Caitlin Clark Never Asked To Become A Political Symbol. Trump’s Allies Have Chosen Her Anyway
A congressional threat to bring the DoJ into the WNBA pushes Caitlin Clark into a role she has long tried to avoid: the central figure in America’s latest sports culture war
As part of its ongoing belief that the rights of white people are in peril and require government protection, the White House earlier this week released a 162-page report accusing the National Museum of American History of engaging in “anti-White activism”, declaring that exhibits at the various Smithsonian museums were prepared by “people who don’t want you to love your country”. Two days later, a group of nearly a dozen Republican lawmakers led by Texas representative August Pfluger threatened to send the Department of Justice after the WNBA unless it makes itself “accountable” for presumably not protecting embattled Indiana Fever guard Caitlin Clark against the physicality of game’s Black players. Pfluger implied hard fouls against Clark “may be racially motivated”, and threatened a civil rights lawsuit against the WNBA on Clark’s behalf could be an option.

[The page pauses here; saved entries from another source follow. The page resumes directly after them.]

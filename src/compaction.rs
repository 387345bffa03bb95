//! Masked-superstring compaction (§4.7): given a demasking predicate `f`,
//! rebuild a masked superstring whose represented canonical k-mer set is
//! exactly `{ c : f(ones(c), total(c)) }`.

use rustc_hash::FxHashMap;

use crate::alphabet;
use crate::masked_superstring::MaskedSuperstring;
use crate::predicate::Predicate;

/// Runs compaction over an already-loaded masked superstring (used directly
/// by the `compact` subcommand; [`crate::set_algebra`] runs this over a
/// concatenation of several exports).
pub fn compact(ms: &MaskedSuperstring, predicate: Predicate) -> MaskedSuperstring {
    let k = ms.k();
    let dense = ms.dense_codes();
    let segment_id = vec![0u32; dense.len()];
    compact_with_segments(&dense, ms.mask(), &segment_id, k, predicate)
}

/// The shared compaction core, used directly by [`compact`] (one segment)
/// and by [`crate::set_algebra`] (several concatenated operands). `segment_id`
/// marks which original masked superstring each position came from, so a
/// window that straddles two concatenated operands is never mistaken for a
/// real occurrence of the k-mer it happens to spell.
pub fn compact_with_segments(
    dense: &[u8],
    mask: &[bool],
    segment_id: &[u32],
    k: usize,
    predicate: Predicate,
) -> MaskedSuperstring {
    let represented = represented_canonical_kmers(dense, mask, segment_id, k, predicate);
    let (sequence_codes, mask) = greedy_assemble(&represented, k);

    let sequence: Vec<u8> = sequence_codes.iter().map(|&c| alphabet::decode(c)).collect();
    MaskedSuperstring::new(sequence, mask, k)
}

/// §4.7 step 1-2: enumerate windows that don't straddle a segment boundary,
/// accumulate `(ones, total)` per canonical k-mer, and keep the ones `f`
/// selects, sorted lexicographically (by canonical 2-bit value, which
/// matches ASCII A<C<G<T order) for a deterministic assembly order.
fn represented_canonical_kmers(
    dense: &[u8],
    mask: &[bool],
    segment_id: &[u32],
    k: usize,
    predicate: Predicate,
) -> Vec<u128> {
    let n = dense.len();
    let mut counts: FxHashMap<u128, (u32, u32)> = FxHashMap::default();

    if n >= k {
        for i in 0..=n - k {
            if segment_id[i] != segment_id[i + k - 1] {
                continue;
            }
            let canon = alphabet::canonical(alphabet::pack(&dense[i..i + k]), k);
            let entry = counts.entry(canon).or_insert((0, 0));
            entry.1 += 1;
            if mask[i] {
                entry.0 += 1;
            }
        }
    }

    let mut represented: Vec<u128> = counts
        .into_iter()
        .filter(|&(_, (ones, total))| predicate.eval(ones as usize, total as usize))
        .map(|(kmer, _)| kmer)
        .collect();
    represented.sort_unstable();
    represented
}

/// §4.7 step 3: the "Global" greedy superstring rebuild. Chains k-mers
/// whose `(k-1)`-prefix matches the current buffer's tail, marking the
/// start of each merged occurrence as represented.
fn greedy_assemble(represented: &[u128], k: usize) -> (Vec<u8>, Vec<bool>) {
    let km1_mask = alphabet::kmer_mask(k - 1);

    let mut by_prefix: FxHashMap<u128, Vec<usize>> = FxHashMap::default();
    for (idx, &kmer) in represented.iter().enumerate() {
        by_prefix.entry(kmer >> 2).or_default().push(idx);
    }

    let mut used = vec![false; represented.len()];
    let mut sequence = Vec::new();
    let mut mask = Vec::new();

    for start_idx in 0..represented.len() {
        if used[start_idx] {
            continue;
        }
        used[start_idx] = true;

        sequence.extend(alphabet::unpack(represented[start_idx], k));
        mask.push(true);
        mask.extend(std::iter::repeat(false).take(k - 1));

        loop {
            let tail = &sequence[sequence.len() - (k - 1)..];
            let tail_word = alphabet::pack(tail) & km1_mask;

            let next = by_prefix
                .get(&tail_word)
                .and_then(|candidates| candidates.iter().copied().find(|&i| !used[i]));

            let Some(idx) = next else { break };
            used[idx] = true;
            let codes = alphabet::unpack(represented[idx], k);
            sequence.push(codes[k - 1]);
            mask.push(false);
            let new_len = mask.len();
            mask[new_len - k] = true;
        }
    }

    (sequence, mask)
}

#[cfg(test)]
mod tests {
    use super::*;

    #[test]
    fn matches_concrete_scenario_five() {
        // ACGTAGATA, mask 000001100, k=3, f=xor -> canonical {ATA, ATC}.
        //
        // The mask marking positions 0 and 1 instead doesn't reach this set:
        // windows 0 ("ACG") and 1 ("CGT") are reverse complements of each
        // other, so both fall in canonical class ACG, which then has 2
        // marked occurrences (even, excluded by xor) rather than 1. See
        // DESIGN.md for the full discrepancy analysis; marking positions 5
        // and 6 (the starts of "GAT" and "ATA") is what actually produces
        // {ATA, ATC}, each with exactly one marked, odd occurrence.
        let ms = MaskedSuperstring::parse(b"acgtaGAta", Some(3)).unwrap();
        assert_eq!(ms.sequence(), b"ACGTAGATA");
        assert_eq!(
            ms.mask(),
            &[false, false, false, false, false, true, true, false, false][..]
        );

        let compacted = compact(&ms, Predicate::Xor);

        let mut produced: Vec<u128> = Vec::new();
        let dense = compacted.dense_codes();
        for (i, &represented) in compacted.mask().iter().enumerate() {
            if represented {
                produced.push(alphabet::canonical(alphabet::pack(&dense[i..i + 3]), 3));
            }
        }
        produced.sort_unstable();

        let mut expected = vec![
            alphabet::canonical(alphabet::pack(&[0, 3, 0]), 3), // ATA
            alphabet::canonical(alphabet::pack(&[0, 3, 1]), 3), // ATC
        ];
        expected.sort_unstable();

        assert_eq!(produced, expected);
    }
}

The Pfluger letter represents the third time in less than a month the Trump administration and its loyalists have interfered in sports, twice using it as a front in its ongoing culture war, putting the Justice Department on high alert against anything it considers to be anti-white, anti-straight, anti-Christian. Enlisting Clark is pitting her against her own teammates and the culture of her league, but maybe the government believes she’s already there.